In a recent blog posted on Forbes.com, John Graham wrote about the supposed failure of the Utah Health Exchange as a reason for conservatives to look at other models for health reform. From reading past blogs, it is clear that Mr. Graham has one goal in mind – to prevent the Affordable Care Act from being implemented. His main thesis seems to be that if states simply do nothing, the federal government will not be able to impose a federal program on them.
In reality, doing nothing is probably the worst thing any state can do to prevent federal action. The best way for all states to prevent federal intrusion is to make health system reform a states’ rights issue. Each state should boldly and aggressively stake out their territory in identifying what needs to be done and moving forward in a way that works best for their state.
Before President Obama was even elected, Utah studied this issue and decided to take a market-based, business-friendly approach to health system reform. One piece of that plan was to implement a new defined contribution market that would make it easier for small businesses to offer health insurance to their employees. Under this new type of market, employers give each employee a specific allowance that they apply toward the purchase of the health plan of their choice. The support of this market is one of the key functions of the Utah Health Exchange.
Mr. Graham himself supported this approach as recently as February 16, 2011, when he wrote, “I agree with Governor Herbert on this: Let Utah have its Exchange. Maybe someday it will find its feet and make a serious impact.”
So it is a little surprising that as soon as March of 2011 and again this week that he is actively discouraging other states from looking at a defined contribution approach for small businesses as a conservative option to solving state insurance market issues.
It is particularly concerning that Mr. Graham’s dismissal of the Utah Health Exchange is based on misinformation and inaccuracies. In his blogs, Mr. Graham consistently mischaracterizes both the goals and the outcomes of the Utah Health Exchange.
Here are a couple of examples. In his March blog, he laments the fact that the Exchange had not produced an annual report, which is simply not true. He just never asked for a copy of it. In his latest blog, he repeats false information about the genesis of the exchange being plagued by anti-selection, which he appears to have made up from whole cloth. When he posted about that earlier this year, the correct information was provided to him. There was initially some indication that a retraction would be forthcoming, but not only did that not happen, he has now repeated the same bad information in his most recent post.

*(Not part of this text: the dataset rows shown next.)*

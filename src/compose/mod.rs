//! # Composition
//!
//! The [`Composer`] turns type keys into executable classes:
//!
//! 1. the [`RoleMapper`] resolves the concepts and behaviours of the keys,
//! 2. the composer orders them into a [`CompositeRole`] (concepts
//!    subconcepts first, behaviours by their ordering constraints),
//! 3. the [`BehaviourFactory`] asks each [`MethodProcessor`] to contribute
//!    links to the chain of every method and builds the [`ComposedClass`].
//!
//! Composite roles and composed classes are memoized; any registration
//! invalidates both.

pub mod behaviour;
pub mod class;
pub mod concept;
pub mod factory;
pub mod message;
pub mod processor;

use std::{
    collections::BTreeSet,
    sync::{
        atomic::{AtomicU64, Ordering},
        Arc,
    },
};

use dashmap::DashMap;
use oxrdf::NamedNode;

pub use self::{
    behaviour::{Behaviour, BehaviourBuilder, BindingKind, MethodBinding, Requirement},
    class::{ChainEntry, CompositeKey, CompositeRole, ComposedClass, EntryKind, MethodTable},
    concept::{
        Access, Concept, ConceptBuilder, ErasedSignature, MethodDecl, PropertyDecl,
        PropertyLayout, Signature,
    },
    factory::BehaviourFactory,
    message::{Handler, Message},
    processor::{
        BehaviourProcessor, ChainBuilder, ComposedMethod, CompositionContext, DefaultProcessor,
        MethodProcessor, PropertyProcessor,
    },
};
use crate::{
    config::{ComposerSettings, Config, PropertySettings},
    mapper::{Role, RoleMapper},
    model::{LiteralManager, Resource, TypeKey},
    ordering::{linearize, LinearExtension},
    Error, Result,
};

/// Process-wide registry facade: role mapper, literal converters, method
/// processors and the composition caches.
pub struct Composer {
    mapper: RoleMapper,
    literals: Arc<LiteralManager>,
    settings: ComposerSettings,
    properties: PropertySettings,
    order_predicate: NamedNode,
    factory: BehaviourFactory,
    composites: DashMap<CompositeKey, Arc<CompositeRole>>,
    generation: AtomicU64,
}

impl Default for Composer {
    fn default() -> Self {
        Self::new()
    }
}

impl Composer {
    /// A composer with default settings and the built-in processors.
    #[must_use]
    pub fn new() -> Self {
        Self {
            mapper: RoleMapper::new(),
            literals: Arc::new(LiteralManager::new()),
            settings: ComposerSettings::default(),
            properties: PropertySettings::default(),
            order_predicate: NamedNode::new_unchecked(crate::config::DEFAULT_ORDER_PREDICATE),
            factory: BehaviourFactory::new(),
            composites: DashMap::new(),
            generation: AtomicU64::new(0),
        }
    }

    #[must_use]
    pub fn builder() -> ComposerBuilder {
        ComposerBuilder::default()
    }

    #[must_use]
    pub fn mapper(&self) -> &RoleMapper {
        &self.mapper
    }

    #[must_use]
    pub fn literals(&self) -> &Arc<LiteralManager> {
        &self.literals
    }

    #[must_use]
    pub fn settings(&self) -> &ComposerSettings {
        &self.settings
    }

    /// Property settings handed to every session.
    #[must_use]
    pub fn property_settings(&self) -> &PropertySettings {
        &self.properties
    }

    #[must_use]
    pub fn order_predicate(&self) -> &NamedNode {
        &self.order_predicate
    }

    #[must_use]
    pub fn factory(&self) -> &BehaviourFactory {
        &self.factory
    }

    pub fn add_processor(&self, processor: Arc<dyn MethodProcessor>) {
        self.factory.add_processor(processor);
    }

    /// Resolves the composite role of `keys` plus explicitly requested
    /// `concepts`.
    ///
    /// # Errors
    ///
    /// [`Error::UnknownConcept`] when a requested concept is not registered,
    /// and ordering errors under the `reject` cycle policy.
    pub fn resolve(&self, keys: &[TypeKey], concepts: &[&str]) -> Result<Arc<CompositeRole>> {
        self.resolve_roles(keys, None, concepts)
    }

    /// Like [`Composer::resolve`], also applying the pattern rules matching
    /// the IRI of `resource`.
    ///
    /// # Errors
    ///
    /// See [`Composer::resolve`].
    pub fn resolve_for(
        &self,
        resource: &Resource,
        keys: &[TypeKey],
        concepts: &[&str],
    ) -> Result<Arc<CompositeRole>> {
        self.resolve_roles(keys, resource.as_iri(), concepts)
    }

    /// The composed class of `role`.
    ///
    /// # Errors
    ///
    /// Configuration errors raised while processing its methods.
    pub fn implement(&self, role: &Arc<CompositeRole>) -> Result<Arc<ComposedClass>> {
        self.sync_generation();
        self.factory
            .implement(role, &self.literals, self.settings.cycle_policy)
    }

    fn resolve_roles(
        &self,
        keys: &[TypeKey],
        iri: Option<&str>,
        concepts: &[&str],
    ) -> Result<Arc<CompositeRole>> {
        let generation = self.sync_generation();
        let mut requested = Vec::with_capacity(concepts.len());
        for concept in concepts {
            if self.mapper.concept(concept).is_none() {
                return Err(Error::UnknownConcept((*concept).to_owned()));
            }
            requested.push(Role::concept(*concept));
        }
        let roles = self.mapper.resolve_roles(keys, iri, requested)?;
        let key = CompositeKey {
            generation,
            roles: roles.iter().cloned().collect(),
        };
        if let Some(role) = self.composites.get(&key) {
            return Ok(role.clone());
        }
        let role = Arc::new(self.build_role(key.clone(), &roles)?);
        tracing::debug!(
            composite = %key,
            concepts = role.concepts().len(),
            behaviours = role.behaviours().len(),
            "resolved composite role"
        );
        Ok(self.composites.entry(key).or_insert(role).clone())
    }

    fn build_role(&self, key: CompositeKey, roles: &BTreeSet<Role>) -> Result<CompositeRole> {
        let mut concepts = Vec::new();
        let mut behaviours = Vec::new();
        for role in roles {
            match role {
                Role::Concept(name) => match self.mapper.concept(name) {
                    Some(concept) => concepts.push(concept),
                    None => tracing::warn!(concept = %name, "ignoring unregistered concept role"),
                },
                Role::Behaviour(name) => match self.mapper.behaviour(name) {
                    Some(behaviour) => {
                        let constraints = self.mapper.constraints(name)?;
                        behaviours.push((self.mapper.behaviour_rank(name), behaviour, constraints));
                    }
                    None => {
                        tracing::warn!(behaviour = %name, "ignoring unregistered behaviour role");
                    }
                },
            }
        }

        // subconcepts before their supertypes
        let mut extension = LinearExtension::new(concepts.iter().map(|concept| concept.name().to_owned()));
        for concept in &concepts {
            for supertype in concept.supertypes() {
                extension.add_edge(&concept.name().to_owned(), supertype);
            }
        }
        let order = extension.sort();
        concepts.sort_by_key(|concept| order.iter().position(|name| name == concept.name()));

        behaviours.sort_by_key(|(rank, _, _)| *rank);
        let behaviours = linearize(
            behaviours,
            |(_, behaviour, _)| behaviour.name(),
            |(_, _, constraints)| constraints,
            self.settings.cycle_policy,
        )?
        .into_iter()
        .map(|(_, behaviour, _)| behaviour)
        .collect();

        Ok(CompositeRole::new(key, concepts, behaviours))
    }

    /// Drops memoized composites after a registration; returns the current
    /// mapper generation.
    fn sync_generation(&self) -> u64 {
        let current = self.mapper.generation();
        if self.generation.swap(current, Ordering::SeqCst) != current {
            self.composites.clear();
            self.factory.clear();
        }
        current
    }
}

/// Builds a [`Composer`] from configuration.
#[derive(Default)]
pub struct ComposerBuilder {
    settings: ComposerSettings,
    properties: PropertySettings,
    literals: Option<Arc<LiteralManager>>,
    processors: Vec<Arc<dyn MethodProcessor>>,
}

impl ComposerBuilder {
    #[must_use]
    pub fn config(mut self, config: &Config) -> Self {
        self.settings = config.composer.clone();
        self.properties = config.properties.clone();
        self
    }

    #[must_use]
    pub fn settings(mut self, settings: ComposerSettings) -> Self {
        self.settings = settings;
        self
    }

    #[must_use]
    pub fn properties(mut self, properties: PropertySettings) -> Self {
        self.properties = properties;
        self
    }

    /// Shares a literal manager, e.g. one with custom converters.
    #[must_use]
    pub fn literals(mut self, literals: Arc<LiteralManager>) -> Self {
        self.literals = Some(literals);
        self
    }

    #[must_use]
    pub fn processor(mut self, processor: Arc<dyn MethodProcessor>) -> Self {
        self.processors.push(processor);
        self
    }

    /// # Errors
    ///
    /// When the configured order predicate is not an IRI.
    pub fn build(self) -> Result<Composer> {
        let order_predicate = NamedNode::new(self.properties.order_predicate.as_str())
            .map_err(|err| Error::InvalidArgument(format!("order predicate: {err}")))?;
        let composer = Composer {
            literals: self.literals.unwrap_or_default(),
            settings: self.settings,
            properties: self.properties,
            order_predicate,
            ..Composer::new()
        };
        for processor in self.processors {
            composer.add_processor(processor);
        }
        Ok(composer)
    }
}

#[cfg(test)]
mod tests {
    use super::{Behaviour, Composer, Concept};
    use crate::{
        config::{ComposerSettings, Config},
        ordering::CyclePolicy,
        Error,
    };

    fn names<T>(items: &[std::sync::Arc<T>], name: impl Fn(&T) -> &str) -> Vec<String> {
        items.iter().map(|item| name(item.as_ref()).to_owned()).collect()
    }

    #[test]
    fn orders_subconcepts_first() {
        let composer = Composer::new();
        composer
            .mapper()
            .add_concept(Concept::builder("Thing").build(), None);
        composer.mapper().add_concept(
            Concept::builder("Agent").extends("Thing").build(),
            None,
        );
        composer.mapper().add_concept(
            Concept::builder("Person").extends("Agent").build(),
            Some("urn:test:Person".into()),
        );
        let role = composer
            .resolve(&["urn:test:Person".into()], &[])
            .expect("role");
        assert_eq!(names(role.concepts(), Concept::name), vec!["Person", "Agent", "Thing"]);
    }

    #[test]
    fn behaviours_follow_rank_then_constraints() {
        let composer = Composer::new();
        composer
            .mapper()
            .add_concept(Concept::builder("Doc").build(), Some("urn:test:Doc".into()));
        for behaviour in [
            Behaviour::builder("Audit").implements("Doc").depends_on("Cache").build(),
            Behaviour::builder("Cache").implements("Doc").build(),
            Behaviour::builder("Index").implements("Doc").build(),
        ] {
            composer.mapper().add_behaviour(behaviour, None);
        }
        let role = composer.resolve(&["urn:test:Doc".into()], &[]).expect("role");
        assert_eq!(
            names(role.behaviours(), Behaviour::name),
            vec!["Cache", "Audit", "Index"]
        );
    }

    #[test]
    fn composites_are_memoized_per_generation() {
        let composer = Composer::new();
        composer
            .mapper()
            .add_concept(Concept::builder("Doc").build(), Some("urn:test:Doc".into()));
        let first = composer.resolve(&["urn:test:Doc".into()], &[]).expect("role");
        let again = composer.resolve(&["urn:test:Doc".into()], &[]).expect("role");
        assert!(std::sync::Arc::ptr_eq(&first, &again));

        composer
            .mapper()
            .add_behaviour(Behaviour::builder("Audit").implements("Doc").build(), None);
        let changed = composer.resolve(&["urn:test:Doc".into()], &[]).expect("role");
        assert!(!std::sync::Arc::ptr_eq(&first, &changed));
        assert_eq!(changed.behaviours().len(), 1);
    }

    #[test]
    fn unknown_requested_concepts_fail() {
        let composer = Composer::new();
        let err = composer.resolve(&[], &["Missing"]).expect_err("unknown");
        assert!(err.is_configuration());
        assert!(matches!(err, Error::UnknownConcept(name) if name == "Missing"));
    }

    #[test]
    fn reject_policy_surfaces_behaviour_cycles() {
        let config = Config {
            composer: ComposerSettings {
                cycle_policy: CyclePolicy::Reject,
            },
            ..Config::default()
        };
        let composer = Composer::builder().config(&config).build().expect("composer");
        composer
            .mapper()
            .add_concept(Concept::builder("Doc").build(), Some("urn:test:Doc".into()));
        composer.mapper().add_behaviour(
            Behaviour::builder("A").implements("Doc").depends_on("B").build(),
            None,
        );
        composer.mapper().add_behaviour(
            Behaviour::builder("B").implements("Doc").depends_on("A").build(),
            None,
        );
        assert!(matches!(
            composer.resolve(&["urn:test:Doc".into()], &[]),
            Err(Error::OrderingCycle { .. })
        ));
    }

    #[test]
    fn invalid_order_predicates_are_rejected() {
        let mut config = Config::default();
        config.properties.order_predicate = "not an iri".to_owned();
        assert!(Composer::builder().config(&config).build().is_err());
    }
}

So, what is the truth about the Utah Health Exchange’s development and history? It turns out that starting up a truly open defined contribution market for small businesses is a fairly complicated enterprise that warrants a cautious approach. There are a lot of components that have to fit together precisely for it to work.
Mr. Graham’s version of the facts suggests that the Exchange has been in full operation since August 2009. This is simply not true. By design, the Utah Health Exchange conducted a beta test of the system in August 2009. While many people seem to want to just jump in with both feet, it made sense to reach out to a few small employers to help work out the kinks in the technology on a small scale before going fully live. Initially, there were quite a few businesses that expressed an interest in the defined contribution concept, and after working with them in the preliminary stages, we were fortunate to identify 11 that both met the qualifications to participate and were willing and able to fully partner in the development of a working technology. This reduction in the number from those that expressed interest to the actual partners had nothing to do with “anti-selection” or “death spirals” as Mr. Graham suggests, but rather identifying those who could be part of a beta-test of a novel concept. (The reader may be interested to note that all 11 of the original testers are all still with the Exchange.)
Based on the lessons learned from the limited launch, significant changes and improvements were made throughout the test period. The full launch of the Utah Health Exchange’s defined contribution market occurred in the Fall of 2010, when it began accepting applications on an on-going basis for coverage beginning as early as January 2011.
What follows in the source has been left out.